After I had shown I was a capable medic Danish doctors invited me to help them treat local Afghans at the Lindenau clinic. The clinic is run by Special Forces Soldiers and their Civil Affairs team. It was a little odd being a guest of the Danish at an American-run clinic. The clinic is open to local Afghans every Tuesday, Thursday and Saturday from 10 p.m. to noon. The first time I went I had no idea what to expect. I met up with the Danes at 9:30 a.m. to get a quick briefing on how to act and then immediately started treatments. That day there were almost 50 people being treated by only eight providers including myself. Since this was the first time there I didn’t know I had to provide my own interpreter so I mainly just assisted the Danish doctors.

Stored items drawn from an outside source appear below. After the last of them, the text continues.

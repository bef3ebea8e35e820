//! # Commands Module
//!
//! Command handlers for the redistribution, catalog and calculator operations
//!
//! ## Key Components
//! - [`parse_entries`] - Parse "key=share" lists for ad-hoc redistribution
//! - [`handle_redistribute_command`] - Rebalance an ad-hoc distribution
//! - [`handle_show_command`] - Calculator pricing report
//! - [`update_calculator`] - Load, change, validate and save one calculator

use anyhow::{Context, Result};
use log::{debug, info};
use regex::Regex;
use std::collections::HashSet;
use std::path::Path;

use crate::calculator::{Calculator, CalculatorDraft, CalculatorType};
use crate::catalog::PROVIDERS;
use crate::distribution::{Percentage, WeightedCollection, WeightedEntry, redistribute};
use crate::store::CalculatorStore;
use crate::table_display::{
    build_calculator_report, format_calculator_detail, format_calculator_list, format_distribution,
    format_provider_catalog, format_redistribution,
};

lazy_static::lazy_static! {
    static ref ENTRY_PATTERN: Regex = Regex::new(r"^\s*([^=]+?)\s*=\s*(\d+)\s*$").expect("valid entry pattern");
}

/// Parse a comma-separated list of `key=share` pairs
pub fn parse_entries(input: &str) -> Result<WeightedCollection> {
    let mut seen = HashSet::new();
    let mut entries = Vec::new();

    for part in input.split(',').filter(|p| !p.trim().is_empty()) {
        let caps = ENTRY_PATTERN
            .captures(part)
            .with_context(|| format!("Expected key=percentage, got: {}", part.trim()))?;

        let key = caps[1].to_string();
        let value: u32 = caps[2]
            .parse()
            .with_context(|| format!("Invalid percentage for {}", key))?;
        let percentage = u8::try_from(value)
            .ok()
            .and_then(Percentage::new)
            .with_context(|| format!("Percentage for {} must be between 0 and 100, got {}", key, value))?;

        if !seen.insert(key.clone()) {
            anyhow::bail!("Duplicate entry: {}", key);
        }
        entries.push(WeightedEntry::new(key, percentage));
    }

    if entries.is_empty() {
        anyhow::bail!("No entries given");
    }

    Ok(WeightedCollection::new(entries))
}

/// Handle ad-hoc redistribution command
pub fn handle_redistribute_command(entries: &str, target: &str, value: f64, json: bool) -> Result<()> {
    let before = parse_entries(entries).context("Failed to parse entries")?;
    debug!("Parsed {} entries", before.len());

    if !before.is_balanced() {
        debug!("Input distribution sums to {}%, not 100%", before.total());
    }
    if !before.contains(target) {
        anyhow::bail!(
            "Target {} is not one of the entries: {}",
            target,
            before.keys().collect::<Vec<_>>().join(", ")
        );
    }

    let after = redistribute(&before, target, value);

    if json {
        let json_output = serde_json::json!({
            "target": target,
            "requested": value,
            "applied": after.get(target),
            "before": before,
            "after": after,
            "total": after.total(),
        });
        println!("{}", serde_json::to_string_pretty(&json_output)?);
    } else {
        println!("{}", format_redistribution(&before, &after, target));
    }

    Ok(())
}

/// Handle provider catalog listing
pub fn handle_providers_command(json: bool) -> Result<()> {
    if json {
        let json_output = serde_json::json!({
            "providers": PROVIDERS.iter().map(|provider| {
                serde_json::json!({
                    "id": provider.id,
                    "name": provider.name,
                    "integrated": provider.integrated,
                    "models": provider.models,
                    "tokenTypes": provider.token_types,
                })
            }).collect::<Vec<_>>()
        });
        println!("{}", serde_json::to_string_pretty(&json_output)?);
    } else {
        println!("{}", format_provider_catalog());
    }
    Ok(())
}

/// Handle calculator listing with search and type filter
pub fn handle_list_command(
    store_path: &Path,
    search: &str,
    calculator_type: Option<CalculatorType>,
    json: bool,
) -> Result<()> {
    let store = CalculatorStore::load(store_path)?;
    let calculators = store.filter(search, calculator_type);

    if json {
        println!("{}", serde_json::to_string_pretty(&calculators)?);
    } else {
        println!("{}", format_calculator_list(&calculators));
    }
    Ok(())
}

/// Handle calculator creation
pub fn handle_create_command(
    store_path: &Path,
    name: &str,
    description: &str,
    calculator_type: CalculatorType,
    providers: &[String],
) -> Result<()> {
    let mut draft = CalculatorDraft::new(name, description, calculator_type);
    for provider in providers {
        draft = draft
            .with_provider(provider)
            .with_context(|| format!("Cannot add provider {}", provider))?;
    }

    let mut store = CalculatorStore::load(store_path)?;
    let id = store.create(draft)?.id.clone();
    store.save(store_path)?;

    info!("Created calculator {}", id);
    println!("Created calculator {}", id);
    Ok(())
}

/// Handle calculator detail report
pub fn handle_show_command(store_path: &Path, id: &str, json: bool, summary: bool) -> Result<()> {
    let store = CalculatorStore::load(store_path)?;
    let calculator = store.get_required(id)?;

    if summary {
        println!("{}", calculator.summary_text());
    } else if json {
        let report = build_calculator_report(calculator);
        println!("{}", serde_json::to_string_pretty(&report)?);
    } else {
        println!("{}", format_calculator_detail(calculator));
    }
    Ok(())
}

/// Load the store, apply `change` to one calculator, then save the result
pub fn update_calculator<F>(store_path: &Path, id: &str, change: F) -> Result<Calculator>
where
    F: FnOnce(&Calculator) -> Result<Calculator>,
{
    let mut store = CalculatorStore::load(store_path)?;
    let current = store.get_required(id)?;
    let changed = change(current)?;
    let updated = store.update(changed)?.clone();
    store.save(store_path)?;

    info!("Updated calculator {}", id);
    Ok(updated)
}

pub fn handle_add_provider_command(store_path: &Path, id: &str, provider: &str) -> Result<()> {
    let updated = update_calculator(store_path, id, |c| c.with_provider_added(provider))?;
    println!("Added {} to {} ({} providers)", provider, updated.id, updated.providers.len());
    Ok(())
}

pub fn handle_remove_provider_command(store_path: &Path, id: &str, provider: &str) -> Result<()> {
    let updated = update_calculator(store_path, id, |c| c.with_provider_removed(provider))?;
    println!("Removed {} from {} ({} providers)", provider, updated.id, updated.providers.len());
    Ok(())
}

/// Handle model share update
pub fn handle_set_model_command(
    store_path: &Path,
    id: &str,
    provider: &str,
    model: &str,
    percentage: f64,
) -> Result<()> {
    let updated = update_calculator(store_path, id, |c| {
        let config = c
            .provider(provider)
            .with_context(|| format!("Provider {} is not part of calculator {}", provider, id))?;
        if !config.models.contains(model) {
            anyhow::bail!("Model {} is not configured for provider {}", model, provider);
        }
        c.with_model_share(provider, model, percentage)
    })?;

    if let Some(config) = updated.provider(provider) {
        println!("{}", format_distribution("Model distribution", &config.models));
    }
    Ok(())
}

/// Handle token type share update
pub fn handle_set_token_command(
    store_path: &Path,
    id: &str,
    provider: &str,
    model: &str,
    token_type: &str,
    percentage: f64,
) -> Result<()> {
    let updated = update_calculator(store_path, id, |c| {
        let config = c
            .provider(provider)
            .with_context(|| format!("Provider {} is not part of calculator {}", provider, id))?;
        let tokens = config
            .token_distribution(model)
            .with_context(|| format!("Model {} is not configured for provider {}", model, provider))?;
        if !tokens.contains(token_type) {
            anyhow::bail!("Token type {} is not billed for {}", token_type, model);
        }
        c.with_token_share(provider, model, token_type, percentage)
    })?;

    if let Some(tokens) = updated
        .provider(provider)
        .and_then(|config| config.token_distribution(model))
    {
        println!("{}", format_distribution(&format!("{} token distribution", model), tokens));
    }
    Ok(())
}

/// Handle credit mapping update
pub fn handle_set_credit_command(
    store_path: &Path,
    id: &str,
    provider: &str,
    credit_mapping: u32,
) -> Result<()> {
    let updated = update_calculator(store_path, id, |c| c.with_credit_mapping(provider, credit_mapping))?;

    if let Some(config) = updated.provider(provider) {
        println!(
            "{}: credit mapping {} ({}% profit)",
            config.name, config.credit_mapping, config.profit_percentage
        );
    }
    Ok(())
}

pub fn handle_delete_command(store_path: &Path, id: &str) -> Result<()> {
    let mut store = CalculatorStore::load(store_path)?;
    let removed = store.delete(id)?;
    store.save(store_path)?;

    info!("Deleted calculator {}", removed.id);
    println!("Deleted {} ({})", removed.id, removed.name);
    Ok(())
}

pub fn handle_seed_command(store_path: &Path) -> Result<()> {
    let mut store = CalculatorStore::load(store_path)?;
    let added = store.seed_examples()?;
    store.save(store_path)?;

    println!("Added {} example calculators to {}", added, store_path.display());
    Ok(())
}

After my orientation day the Danish doctors told me if I was able to get my own interpreter that they were comfortable having me treat patients myself. I coordinated with 4th Battalion, 23rd Infantry Regiment, 5/2 ID (SBCT) to see if they could spare an interpreter for a few hours every other day. The first interpreter I had didn’t last very long. His first day there a local child was admitted who had been bitten by a dog. The treatment was straightforward but there was a fair amount of blood, enough to make the interpreter almost faint. The next day he didn’t show and I went back to assisting the doctors.

Treating local Afghans is an interesting experience. The majority of adults assert that they suffer from what sounds like life-threatening diseases, but once examined don’t seemed to have anything wrong with them. The Danish taught me that Tylenol often cures them in a matter of minutes. But they all need to be examined thoroughly to find the ones that are truly sick. The children, however, are a completely different story.

Most of the children suffer from malnourishment, so every child gets a bottle of vitamins and enriched oatmeal or formula, depending on age. I’ve had the opportunity to see and treat many different pediatric cases. Because the mission is only to treat the injuries and assist in gaining confidence of the local populace, we have to ignore the child abuse. I do have to commend these kids; they are extremely tough. A nine-year-old kid originally had 3rd degree burns covering his hands and after the initial treatment he had to come back every few days to be treated and reexamined. Part of that involved pulling off the dead skin, something that’s done with heavy painkillers in the U.S. The child had no painkillers and barely even winced.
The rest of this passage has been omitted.